The car slows, and I glance out, my breath catching as a hotel looms. It’s grand and towering, its facade all glass and metal, windows gleaming like a thousand eyes. The kind of place where money buys secrets, where men like Hugh get what they want. My stomach knots, my guard slamming up, hard and cold. This is it, isn’t it? He’s played me like a fiddle. It is payment time. He leads me here, expecting me to crumble, to be his for the night.

I go quiet, my hands clenching tight in my lap, my nails biting into my flesh.

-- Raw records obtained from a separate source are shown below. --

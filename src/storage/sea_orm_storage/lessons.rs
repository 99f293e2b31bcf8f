use super::SeaOrmStorage;
use crate::entity::lessons::{ActiveModel, Column, Entity as Lessons};
use crate::errors::{Result, TinyLearnError};
use crate::models::{
    PaginationInfo,
    lessons::{
        entities::{Lesson, LessonStatus},
        requests::{CreateLessonRequest, LessonListQuery, UpdateLessonRequest},
        responses::LessonListResponse,
    },
};
use crate::utils::escape_like_pattern;
use sea_orm::{
    ActiveModelTrait, ColumnTrait, Condition, EntityTrait, PaginatorTrait, QueryFilter, QueryOrder,
    Set,
};

impl SeaOrmStorage {
    /// 创建课程
    pub async fn create_lesson_impl(
        &self,
        created_by: i64,
        req: CreateLessonRequest,
    ) -> Result<Lesson> {
        let now = chrono::Utc::now().timestamp();

        let model = ActiveModel {
            created_by: Set(created_by),
            title: Set(req.title),
            description: Set(req.description),
            content: Set(req.content),
            category: Set(req.category),
            difficulty: Set(req.difficulty.to_string()),
            age_group: Set(req.age_group),
            status: Set(LessonStatus::Active.to_string()),
            created_at: Set(now),
            updated_at: Set(now),
            ..Default::default()
        };

        let result = model
            .insert(&self.db)
            .await
            .map_err(|e| TinyLearnError::database_operation(format!("创建课程失败: {e}")))?;

        Ok(result.into_lesson())
    }

    /// 通过 ID 获取课程
    pub async fn get_lesson_by_id_impl(&self, id: i64) -> Result<Option<Lesson>> {
        let result = Lessons::find_by_id(id)
            .one(&self.db)
            .await
            .map_err(|e| TinyLearnError::database_operation(format!("查询课程失败: {e}")))?;

        Ok(result.map(|m| m.into_lesson()))
    }

    /// 分页列出课程
    pub async fn list_lessons_with_pagination_impl(
        &self,
        query: LessonListQuery,
    ) -> Result<LessonListResponse> {
        let page = query.page.unwrap_or(1).max(1) as u64;
        let size = query.size.unwrap_or(10).clamp(1, 100) as u64;

        let mut select = Lessons::find();

        // 归档课程默认不可见
        if !query.include_archived {
            select = select.filter(Column::Status.eq(LessonStatus::Active.to_string()));
        }

        if let Some(ref search) = query.search
            && !search.trim().is_empty()
        {
            let escaped = escape_like_pattern(search.trim());
            select = select.filter(
                Condition::any()
                    .add(Column::Title.contains(&escaped))
                    .add(Column::Description.contains(&escaped)),
            );
        }

        if let Some(ref category) = query.category {
            select = select.filter(Column::Category.eq(category));
        }

        if let Some(ref difficulty) = query.difficulty {
            select = select.filter(Column::Difficulty.eq(difficulty.to_string()));
        }

        if let Some(ref age_group) = query.age_group {
            select = select.filter(Column::AgeGroup.eq(age_group));
        }

        select = select.order_by_desc(Column::CreatedAt);

        let paginator = select.paginate(&self.db, size);
        let total = paginator
            .num_items()
            .await
            .map_err(|e| TinyLearnError::database_operation(format!("查询课程总数失败: {e}")))?;

        let lessons = paginator
            .fetch_page(page - 1)
            .await
            .map_err(|e| TinyLearnError::database_operation(format!("查询课程列表失败: {e}")))?;

        Ok(LessonListResponse {
            items: lessons.into_iter().map(|m| m.into_lesson()).collect(),
            pagination: PaginationInfo::new(page as i64, size as i64, total as i64),
        })
    }

    /// 更新课程
    pub async fn update_lesson_impl(
        &self,
        id: i64,
        update: UpdateLessonRequest,
    ) -> Result<Option<Lesson>> {
        let Some(existing) = Lessons::find_by_id(id)
            .one(&self.db)
            .await
            .map_err(|e| TinyLearnError::database_operation(format!("查询课程失败: {e}")))?
        else {
            return Ok(None);
        };

        let mut model: ActiveModel = existing.into();

        if let Some(title) = update.title {
            model.title = Set(title);
        }
        if let Some(description) = update.description {
            model.description = Set(Some(description));
        }
        if let Some(content) = update.content {
            model.content = Set(Some(content));
        }
        if let Some(category) = update.category {
            model.category = Set(category);
        }
        if let Some(difficulty) = update.difficulty {
            model.difficulty = Set(difficulty.to_string());
        }
        if let Some(age_group) = update.age_group {
            model.age_group = Set(Some(age_group));
        }
        model.updated_at = Set(chrono::Utc::now().timestamp());

        let result = model
            .update(&self.db)
            .await
            .map_err(|e| TinyLearnError::database_operation(format!("更新课程失败: {e}")))?;

        Ok(Some(result.into_lesson()))
    }

    /// 归档课程
    ///
    /// 不做物理删除，历史进度行保持可追溯。
    pub async fn archive_lesson_impl(&self, id: i64) -> Result<bool> {
        let result = Lessons::update_many()
            .col_expr(
                Column::Status,
                sea_orm::sea_query::Expr::value(LessonStatus::Archived.to_string()),
            )
            .col_expr(
                Column::UpdatedAt,
                sea_orm::sea_query::Expr::value(chrono::Utc::now().timestamp()),
            )
            .filter(Column::Id.eq(id))
            .filter(Column::Status.eq(LessonStatus::Active.to_string()))
            .exec(&self.db)
            .await
            .map_err(|e| TinyLearnError::database_operation(format!("归档课程失败: {e}")))?;

        Ok(result.rows_affected > 0)
    }

    /// 统计活跃课程数
    pub async fn count_active_lessons_impl(&self) -> Result<i64> {
        let count = Lessons::find()
            .filter(Column::Status.eq(LessonStatus::Active.to_string()))
            .count(&self.db)
            .await
            .map_err(|e| TinyLearnError::database_operation(format!("统计课程失败: {e}")))?;

        Ok(count as i64)
    }
}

I’m not falling for it, I tell myself, jaw clenched, not tonight, not ever. I’ll pay for my own room. What a disappointment. They were right after all, the horsey-faced baker and the bitch in the Ladies’ toilets. The laughter we shared, the ease of it—he’s not that man, not really. He’s the smooth charmer, and I’m just another mark, no matter how my heart flutters when he looks at me. Right now, I’m vulnerable, raw from the night’s highs, and confused and disarmed by how he’d made me laugh. I let his humor sneak past my walls.

But I won’t ever trust him again.

The driver opens my door. I step out, and the hotel’s shadow swallows me. Hugh’s beside me, guiding me through the lobby—marble floors, chandeliers dripping crystal, air rarified and exclusive. I want to ask what the hell we’re doing, to call him out, but my throat’s tight, and my pulse is loud in my ear. I won’t make a scene here.

I wait, daring him to try, to lead me to the best suite in the hotel where I’ll shut him down, cold and final. He’s silent, too, his steps measured and calm. He thinks he’s already won. You got another thing coming, Buster.

We ride the elevator, its mirrored walls throwing back my reflection: wide eyes, flushed cheeks, a woman on edge. The lift rises higher and higher. He must have booked the penthouse suite. A room where I can see the stars while he fucks me.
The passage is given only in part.